The basic knowledge of how to transfer reciprocal motion to rotary motion was known through much of the Middle Ages. Water-driven saw mills used cranks and connecting arms to transfer a wheel's rotary motion to a reciprocating sash saw(7). However, such engineering is complex and requires more engineering skill and capital investment than the more traditional spring pole design. It also usually requires specialized parts, such as cranks and bearings.

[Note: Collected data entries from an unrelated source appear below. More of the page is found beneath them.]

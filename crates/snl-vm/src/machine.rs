//! The TM machine state and its fetch-execute loop.

use std::collections::VecDeque;

use snl_core::RuntimeError;
use snl_core::tm::{Instruction, Opcode, REGISTER_COUNT, Register, TmProgram};
use tracing::{debug, trace};

type Result<T> = std::result::Result<T, RuntimeError>;

/// Simulator limits.
#[derive(Debug, Clone, Copy, PartialEq, Eq)]
pub struct MachineConfig {
    /// Words of data memory.
    pub memory_size: usize,
    /// Instructions executed before the run is aborted.
    pub step_limit: u64,
}

impl MachineConfig {
    pub fn with_memory_size(mut self, memory_size: usize) -> Self {
        self.memory_size = memory_size;
        self
    }

    pub fn with_step_limit(mut self, step_limit: u64) -> Self {
        self.step_limit = step_limit;
        self
    }
}

impl Default for MachineConfig {
    fn default() -> Self {
        Self {
            memory_size: 1024,
            step_limit: 1_000_000,
        }
    }
}

/// A TM loaded with one program.
#[derive(Debug)]
pub struct Machine<'p> {
    program: &'p TmProgram,
    config: MachineConfig,
    registers: [i64; REGISTER_COUNT],
    memory: Vec<i64>,
    input: VecDeque<i64>,
    output: Vec<i64>,
    steps: u64,
}

impl<'p> Machine<'p> {
    /// Load a program with the default configuration.
    pub fn new(program: &'p TmProgram) -> Self {
        Self::with_config(program, MachineConfig::default())
    }

    /// Load a program. Data memory is zeroed except `dMem[0]`, which holds
    /// the highest data address.
    pub fn with_config(program: &'p TmProgram, config: MachineConfig) -> Self {
        let mut memory = vec![0; config.memory_size.max(1)];
        memory[0] = memory.len() as i64 - 1;
        Self {
            program,
            config,
            registers: [0; REGISTER_COUNT],
            memory,
            input: VecDeque::new(),
            output: Vec::new(),
            steps: 0,
        }
    }

    /// Queue values for `IN`.
    pub fn with_input(mut self, input: impl IntoIterator<Item = i64>) -> Self {
        self.input.extend(input);
        self
    }

    /// Run to `HALT` and return everything written by `OUT`.
    pub fn run(mut self) -> Result<Vec<i64>> {
        self.execute()?;
        Ok(self.output)
    }

    /// Run to `HALT`, keeping the machine for inspection.
    pub fn execute(&mut self) -> Result<()> {
        while !self.step()? {}
        debug!(steps = self.steps, outputs = self.output.len(), "halted");
        Ok(())
    }

    /// Execute one instruction. Returns `true` once the machine halted.
    pub fn step(&mut self) -> Result<bool> {
        if self.steps >= self.config.step_limit {
            return Err(RuntimeError::StepLimitExceeded {
                limit: self.config.step_limit,
            });
        }
        self.steps += 1;

        let pc = self.registers[Register::Pc.index()];
        let instruction = usize::try_from(pc)
            .ok()
            .and_then(|address| self.program.get(address))
            .copied()
            .ok_or(RuntimeError::InstructionOutOfRange { pc })?;
        let pc = pc as usize;
        self.registers[Register::Pc.index()] += 1;
        trace!(pc, %instruction, "step");

        match instruction {
            Instruction::Register {
                op,
                dst,
                src1,
                src2,
            } => self.execute_register(pc, op, dst, src1, src2),
            Instruction::Memory {
                op,
                reg,
                offset,
                base,
            } => {
                self.execute_memory(pc, op, reg, offset, base)?;
                Ok(false)
            }
        }
    }

    fn execute_register(
        &mut self,
        pc: usize,
        op: Opcode,
        dst: Register,
        src1: Register,
        src2: Register,
    ) -> Result<bool> {
        let a = self.register(src1);
        let b = self.register(src2);
        let value = match op {
            Opcode::Halt => return Ok(true),
            Opcode::In => self
                .input
                .pop_front()
                .ok_or(RuntimeError::InputExhausted { pc })?,
            Opcode::Out => {
                self.output.push(self.register(dst));
                return Ok(false);
            }
            Opcode::Add => a.wrapping_add(b),
            Opcode::Sub => a.wrapping_sub(b),
            Opcode::Mul => a.wrapping_mul(b),
            Opcode::Div => {
                if b == 0 {
                    return Err(RuntimeError::DivisionByZero { pc });
                }
                a.wrapping_div(b)
            }
            _ => return Err(RuntimeError::IllegalInstruction { pc }),
        };
        self.registers[dst.index()] = value;
        Ok(false)
    }

    fn execute_memory(
        &mut self,
        pc: usize,
        op: Opcode,
        reg: Register,
        offset: i64,
        base: Register,
    ) -> Result<()> {
        let base = self.register(base);
        match op {
            Opcode::Ld => {
                let slot = self.data_address(offset, base, pc)?;
                self.registers[reg.index()] = self.memory[slot];
            }
            Opcode::St => {
                let slot = self.data_address(offset, base, pc)?;
                self.memory[slot] = self.register(reg);
            }
            Opcode::Lda => self.registers[reg.index()] = offset.wrapping_add(base),
            Opcode::Ldc => self.registers[reg.index()] = offset,
            Opcode::Jlt => {
                if self.register(reg) < 0 {
                    self.registers[Register::Pc.index()] = offset.wrapping_add(base);
                }
            }
            Opcode::Jeq => {
                if self.register(reg) == 0 {
                    self.registers[Register::Pc.index()] = offset.wrapping_add(base);
                }
            }
            _ => return Err(RuntimeError::IllegalInstruction { pc }),
        }
        Ok(())
    }

    /// Memory slot for `offset(base)`; an address past `i64` is out of range.
    fn data_address(&self, offset: i64, base: i64, pc: usize) -> Result<usize> {
        let address = offset.checked_add(base).ok_or(RuntimeError::DataOutOfRange {
            address: offset.saturating_add(base),
            pc,
        })?;
        self.data_slot(address, pc)
    }

    fn data_slot(&self, address: i64, pc: usize) -> Result<usize> {
        usize::try_from(address)
            .ok()
            .filter(|&slot| slot < self.memory.len())
            .ok_or(RuntimeError::DataOutOfRange { address, pc })
    }

    // ==========================================================================
    // Inspection
    // ==========================================================================

    /// Current value of a register.
    pub fn register(&self, reg: Register) -> i64 {
        self.registers[reg.index()]
    }

    /// A data word, if the address is in range.
    pub fn memory(&self, address: usize) -> Option<i64> {
        self.memory.get(address).copied()
    }

    /// Values written so far.
    pub fn output(&self) -> &[i64] {
        &self.output
    }

    /// Instructions executed so far.
    pub fn steps(&self) -> u64 {
        self.steps
    }
}

#[cfg(test)]
mod tests {
    use super::*;

    fn ro(op: Opcode, dst: Register, src1: Register, src2: Register) -> Instruction {
        Instruction::ro(op, dst, src1, src2)
    }

    fn rm(op: Opcode, reg: Register, offset: i64, base: Register) -> Instruction {
        Instruction::rm(op, reg, offset, base)
    }

    fn halt() -> Instruction {
        ro(Opcode::Halt, Register::Ac, Register::Ac, Register::Ac)
    }

    fn out() -> Instruction {
        ro(Opcode::Out, Register::Ac, Register::Ac, Register::Ac)
    }

    #[test]
    fn location_zero_holds_max_address() {
        let program = TmProgram::from_instructions(vec![
            rm(Opcode::Ld, Register::Mp, 0, Register::Ac),
            halt(),
        ]);
        let config = MachineConfig::default().with_memory_size(64);
        let mut machine = Machine::with_config(&program, config);
        machine.execute().unwrap();
        assert_eq!(machine.register(Register::Mp), 63);
    }

    #[test]
    fn arithmetic() {
        let program = TmProgram::from_instructions(vec![
            rm(Opcode::Ldc, Register::Ac, 7, Register::Ac),
            rm(Opcode::Ldc, Register::Ac1, 3, Register::Ac),
            ro(Opcode::Sub, Register::Ac2, Register::Ac, Register::Ac1),
            ro(Opcode::Out, Register::Ac2, Register::Ac, Register::Ac),
            ro(Opcode::Div, Register::Ac2, Register::Ac, Register::Ac1),
            ro(Opcode::Out, Register::Ac2, Register::Ac, Register::Ac),
            ro(Opcode::Mul, Register::Ac, Register::Ac, Register::Ac1),
            out(),
            halt(),
        ]);
        assert_eq!(Machine::new(&program).run().unwrap(), [4, 2, 21]);
    }

    #[test]
    fn pc_is_advanced_before_execution() {
        // LDA pc,1(pc) at 0 skips the OUT at 1
        let program = TmProgram::from_instructions(vec![
            rm(Opcode::Lda, Register::Pc, 1, Register::Pc),
            out(),
            halt(),
        ]);
        assert_eq!(Machine::new(&program).run().unwrap(), Vec::<i64>::new());
    }

    #[test]
    fn conditional_jumps() {
        let program = TmProgram::from_instructions(vec![
            rm(Opcode::Ldc, Register::Ac, -1, Register::Ac),
            rm(Opcode::Jlt, Register::Ac, 1, Register::Pc),
            out(),
            rm(Opcode::Ldc, Register::Ac, 0, Register::Ac),
            rm(Opcode::Jeq, Register::Ac, 1, Register::Pc),
            out(),
            rm(Opcode::Ldc, Register::Ac, 5, Register::Ac),
            out(),
            halt(),
        ]);
        assert_eq!(Machine::new(&program).run().unwrap(), [5]);
    }

    #[test]
    fn load_and_store() {
        let program = TmProgram::from_instructions(vec![
            rm(Opcode::Ldc, Register::Ac, 9, Register::Ac),
            rm(Opcode::Ldc, Register::Ac1, 10, Register::Ac),
            rm(Opcode::St, Register::Ac, 2, Register::Ac1),
            rm(Opcode::Ld, Register::Ac2, 12, Register::Ac2),
            ro(Opcode::Out, Register::Ac2, Register::Ac, Register::Ac),
            halt(),
        ]);
        let mut machine = Machine::new(&program);
        machine.execute().unwrap();
        assert_eq!(machine.memory(12), Some(9));
        assert_eq!(machine.output(), [9]);
    }

    #[test]
    fn input_is_consumed_in_order() {
        let program = TmProgram::from_instructions(vec![
            ro(Opcode::In, Register::Ac, Register::Ac, Register::Ac),
            ro(Opcode::In, Register::Ac1, Register::Ac, Register::Ac),
            ro(Opcode::Sub, Register::Ac, Register::Ac, Register::Ac1),
            out(),
            halt(),
        ]);
        let output = Machine::new(&program).with_input([10, 4]).run().unwrap();
        assert_eq!(output, [6]);
    }

    #[test]
    fn faults() {
        let program = TmProgram::from_instructions(vec![
            ro(Opcode::In, Register::Ac, Register::Ac, Register::Ac),
            halt(),
        ]);
        assert_eq!(
            Machine::new(&program).run(),
            Err(RuntimeError::InputExhausted { pc: 0 })
        );

        let program = TmProgram::from_instructions(vec![
            ro(Opcode::Div, Register::Ac, Register::Ac, Register::Ac1),
            halt(),
        ]);
        assert_eq!(
            Machine::new(&program).run(),
            Err(RuntimeError::DivisionByZero { pc: 0 })
        );

        let program = TmProgram::from_instructions(vec![
            rm(Opcode::Ld, Register::Ac, -1, Register::Ac),
            halt(),
        ]);
        assert_eq!(
            Machine::new(&program).run(),
            Err(RuntimeError::DataOutOfRange { address: -1, pc: 0 })
        );

        let program = TmProgram::from_instructions(vec![rm(Opcode::Lda, Register::Pc, 5, Register::Pc)]);
        assert_eq!(
            Machine::new(&program).run(),
            Err(RuntimeError::InstructionOutOfRange { pc: 6 })
        );
    }

    #[test]
    fn address_overflow_is_out_of_range() {
        let program = TmProgram::from_instructions(vec![
            rm(Opcode::Ldc, Register::Ac1, i64::MAX, Register::Ac),
            rm(Opcode::Ld, Register::Ac, 1, Register::Ac1),
            halt(),
        ]);
        assert_eq!(
            Machine::new(&program).run(),
            Err(RuntimeError::DataOutOfRange {
                address: i64::MAX,
                pc: 1
            })
        );

        let program = TmProgram::from_instructions(vec![
            rm(Opcode::Ldc, Register::Ac1, i64::MIN, Register::Ac),
            rm(Opcode::St, Register::Ac, -1, Register::Ac1),
            halt(),
        ]);
        assert_eq!(
            Machine::new(&program).run(),
            Err(RuntimeError::DataOutOfRange {
                address: i64::MIN,
                pc: 1
            })
        );
    }

    #[test]
    fn load_address_wraps() {
        let program = TmProgram::from_instructions(vec![
            rm(Opcode::Ldc, Register::Ac, i64::MAX, Register::Ac),
            rm(Opcode::Lda, Register::Ac, 1, Register::Ac),
            halt(),
        ]);
        let mut machine = Machine::new(&program);
        machine.execute().unwrap();
        assert_eq!(machine.register(Register::Ac), i64::MIN);
    }

    #[test]
    fn opcode_in_wrong_form_is_illegal() {
        let program = TmProgram::from_instructions(vec![Instruction::Memory {
            op: Opcode::Add,
            reg: Register::Ac,
            offset: 0,
            base: Register::Ac,
        }]);
        assert_eq!(
            Machine::new(&program).run(),
            Err(RuntimeError::IllegalInstruction { pc: 0 })
        );
    }

    #[test]
    fn step_limit_stops_infinite_loops() {
        let program = TmProgram::from_instructions(vec![rm(Opcode::Lda, Register::Pc, -1, Register::Pc)]);
        let config = MachineConfig::default().with_step_limit(100);
        let mut machine = Machine::with_config(&program, config);

        assert_eq!(
            machine.execute(),
            Err(RuntimeError::StepLimitExceeded { limit: 100 })
        );
        assert_eq!(machine.steps(), 100);
    }
}
//! Syntax tree for SNL, the small Pascal-like teaching language.
//!
//! The back end consumes a tree, it never parses text. Nodes live in a
//! [`bumpalo::Bump`] arena and borrow from it with the `'ast` lifetime.
//! Nodes the analyzer annotates (variable references, expressions, calls,
//! declarations with storage) carry a [`NodeId`]; annotations are kept in
//! side tables so the tree stays immutable.
//!
//! Use [`AstBuilder`] to construct trees.

mod builder;
pub mod decl;
pub mod expr;
mod node;
pub mod stmt;

pub use builder::AstBuilder;
pub use decl::{
    ArrayTypeExpr, Decl, FieldDecl, ParamDecl, ParamMode, ProcDecl, Program, RecordTypeExpr,
    TypeDecl, TypeExpr, TypeSection, VarDecl, VarSection,
};
pub use expr::{BinaryExpr, BinaryOp, ConstExpr, Expr, VarAccess, VarRef};
pub use node::{Ident, NodeId};
pub use stmt::{AssignStmt, CallStmt, IfStmt, ReadStmt, ReturnStmt, Stmt, WhileStmt, WriteStmt};
//! TM code generation.
//!
//! The [`CodeGenerator`] walks the analyzed tree once and emits code
//! directly, patching forward jumps through the [`InstructionEmitter`].
//!
//! ## Registers
//!
//! | register | role |
//! |---|---|
//! | `ac`, `ac1`, `ac2` | accumulators |
//! | `mp` | top of data memory; temporaries grow down from it |
//! | `displayOff` | address of the current frame's display block |
//! | `top` | first free word above the current frame |
//! | `sp` | base of the current frame |
//! | `pc` | program counter |
//!
//! ## Activation record
//!
//! ```text
//! sp+0   saved sp          sp+4   saved displayOff
//! sp+1   saved ac          sp+5   callee lexical level
//! sp+2   saved ac1         sp+6   return address
//! sp+3   saved ac2         sp+7.. parameters, then locals
//! sp+display_base..        display[0..=level]
//! ```
//!
//! A variable declared at level `L` lives at `display[L] + offset`, where
//! `display[L]` is read through `displayOff`. Each frame carries its own
//! copy of the display, so lookups follow the static nesting regardless of
//! the dynamic call path.

mod address;
mod call;
mod expr;
mod procedure;
mod stmt;

use rustc_hash::FxHashMap;
use snl_ast::{Decl, Program};
use snl_core::tm::{Opcode, Register, TmProgram};
use snl_core::{CompileError, InternalError};
use tracing::debug;

use crate::annotations::Analysis;
use crate::emit::InstructionEmitter;
use crate::options::CompileOptions;
use crate::symbols::{ProcInfo, SymbolId, VarInfo};

type Result<T> = std::result::Result<T, CompileError>;

/// Frame slot of the saved `sp`.
pub const SAVED_SP: i64 = 0;
/// Frame slot of the saved `ac`.
pub const SAVED_AC: i64 = 1;
/// Frame slot of the saved `ac1`.
pub const SAVED_AC1: i64 = 2;
/// Frame slot of the saved `ac2`.
pub const SAVED_AC2: i64 = 3;
/// Frame slot of the saved `displayOff`.
pub const SAVED_DISPLAY: i64 = 4;
/// Frame slot holding the callee's lexical level.
pub const LEVEL_SLOT: i64 = 5;
/// Frame slot holding the return address.
pub const RETURN_ADDRESS: i64 = 6;

/// Generates TM code for an analyzed program.
pub struct CodeGenerator<'a> {
    analysis: &'a Analysis,
    options: &'a CompileOptions,
    emitter: InstructionEmitter,
    /// Entry address of every procedure generated so far.
    entries: FxHashMap<SymbolId, usize>,
    /// Offset below `mp` of the most recent temporary; 0 when empty.
    tmp_offset: i64,
}

impl<'a> CodeGenerator<'a> {
    pub fn new(analysis: &'a Analysis, options: &'a CompileOptions) -> Self {
        Self {
            analysis,
            options,
            emitter: InstructionEmitter::new(options.trace_code),
            entries: FxHashMap::default(),
            tmp_offset: 0,
        }
    }

    /// Generate the whole program.
    ///
    /// ```text
    /// LD  mp,0(ac)        mp <- highest data address
    /// ST  ac,0(ac)        clear location 0
    /// LDA pc,main         (patched)
    /// ...procedures...
    /// main: prologue, statements, HALT
    /// ```
    #[cfg_attr(feature = "profiling", profiling::function)]
    pub fn generate_program(mut self, program: &Program<'_>) -> Result<TmProgram> {
        debug!(program = program.name.name, "generating program");
        let e = &mut self.emitter;
        e.comment(format!("TM code for program {}", program.name.name));
        e.comment("standard prelude");
        e.emit_rm(Opcode::Ld, Register::Mp, 0, Register::Ac, "load maxaddress from location 0");
        e.emit_rm(Opcode::St, Register::Ac, 0, Register::Ac, "clear location 0");

        let jump_to_main = self.emitter.reserve(1);
        for decl in program.decls {
            if let Decl::Procedure(procedure) = decl {
                self.generate_procedure(procedure)?;
            }
        }
        let main = self.emitter.current();
        self.emitter.seek(jump_to_main)?;
        self.emitter.emit_rm_abs(Opcode::Lda, Register::Pc, main, "jump to main");
        self.emitter.resume();

        self.generate_main_prologue();
        self.generate_block(program.body)?;

        self.emitter.comment("end of execution");
        self.emitter
            .emit_ro(Opcode::Halt, Register::Ac, Register::Ac, Register::Ac, "");
        Ok(self.emitter.finish()?)
    }

    /// Set up the main frame at address 0.
    ///
    /// The main frame has no header: its variables start at 0 and its
    /// one-entry display sits right after them.
    fn generate_main_prologue(&mut self) {
        let display_base = self.analysis.main_display_base;
        let e = &mut self.emitter;
        e.comment("main program");
        e.emit_rm(Opcode::Ldc, Register::Ac, 0, Register::Ac, "clear ac");
        e.emit_rm(Opcode::Ldc, Register::Ac1, 0, Register::Ac, "clear ac1");
        e.emit_rm(Opcode::Ldc, Register::Ac2, 0, Register::Ac, "clear ac2");
        e.emit_rm(Opcode::Ldc, Register::Sp, 0, Register::Ac, "main frame at 0");
        e.emit_rm(
            Opcode::Lda,
            Register::DisplayOff,
            display_base,
            Register::Sp,
            "displayOff <- main display",
        );
        e.emit_rm(Opcode::St, Register::Sp, 0, Register::DisplayOff, "display[0] <- sp");
        e.emit_rm(Opcode::Lda, Register::Top, 1, Register::DisplayOff, "top <- end of main frame");
    }

    // ==========================================================================
    // Annotation Access
    // ==========================================================================

    fn var_info(&self, symbol: SymbolId) -> Result<&'a VarInfo> {
        let entry = self.analysis.symbols.get(symbol);
        entry.as_var().ok_or_else(|| {
            InternalError::UnexpectedSymbol {
                name: entry.name.clone(),
                expected: "variable",
            }
            .into()
        })
    }

    fn proc_info(&self, symbol: SymbolId) -> Result<&'a ProcInfo> {
        let entry = self.analysis.symbols.get(symbol);
        entry.as_proc().ok_or_else(|| {
            InternalError::UnexpectedSymbol {
                name: entry.name.clone(),
                expected: "procedure",
            }
            .into()
        })
    }

    // ==========================================================================
    // Temporaries
    // ==========================================================================

    /// Push `ac` onto the temporary area below `mp`.
    fn push_ac(&mut self, comment: &str) {
        self.tmp_offset -= 1;
        self.emitter
            .emit_rm(Opcode::St, Register::Ac, self.tmp_offset, Register::Mp, comment);
    }

    /// Pop the most recent temporary into `reg`.
    fn pop_into(&mut self, reg: Register, comment: &str) {
        self.emitter
            .emit_rm(Opcode::Ld, reg, self.tmp_offset, Register::Mp, comment);
        self.tmp_offset += 1;
    }
}

/// Generate code for an analyzed program.
pub fn generate(
    program: &Program<'_>,
    analysis: &Analysis,
    options: &CompileOptions,
) -> Result<TmProgram> {
    CodeGenerator::new(analysis, options).generate_program(program)
}

// ============================================================================
// Tests
// ============================================================================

It is unclear when continuous rotation lathes first came into use, but the earliest illustrated examples of these rotary mechanics being applied specifically to a lathe appear in the sketchbooks of Leonardo da Vinci.(8)


In the late 15th century, da Vinci drew three simple machines together on a page. The first is clearly a lathe that uses the flywheel, though only for inertia; the treadle is connected directly to a cranked drive shaft and thus would turn only as fast as the operator could pump. The second is a sash saw driven by a flywheel. In the third, da Vinci depicts a treadle attached to another flywheel, but this one uses a drive belt connected to a smaller pulley to step up the speed. This arrangement allows for much faster turning speed and a less frantic pace for the operator. The function isn't exactly clear, but it resembles a gem cutter's wheel illustrated later in the 16th century. It is not clear if da Vinci's lathe is for woodturning or for use in metal working.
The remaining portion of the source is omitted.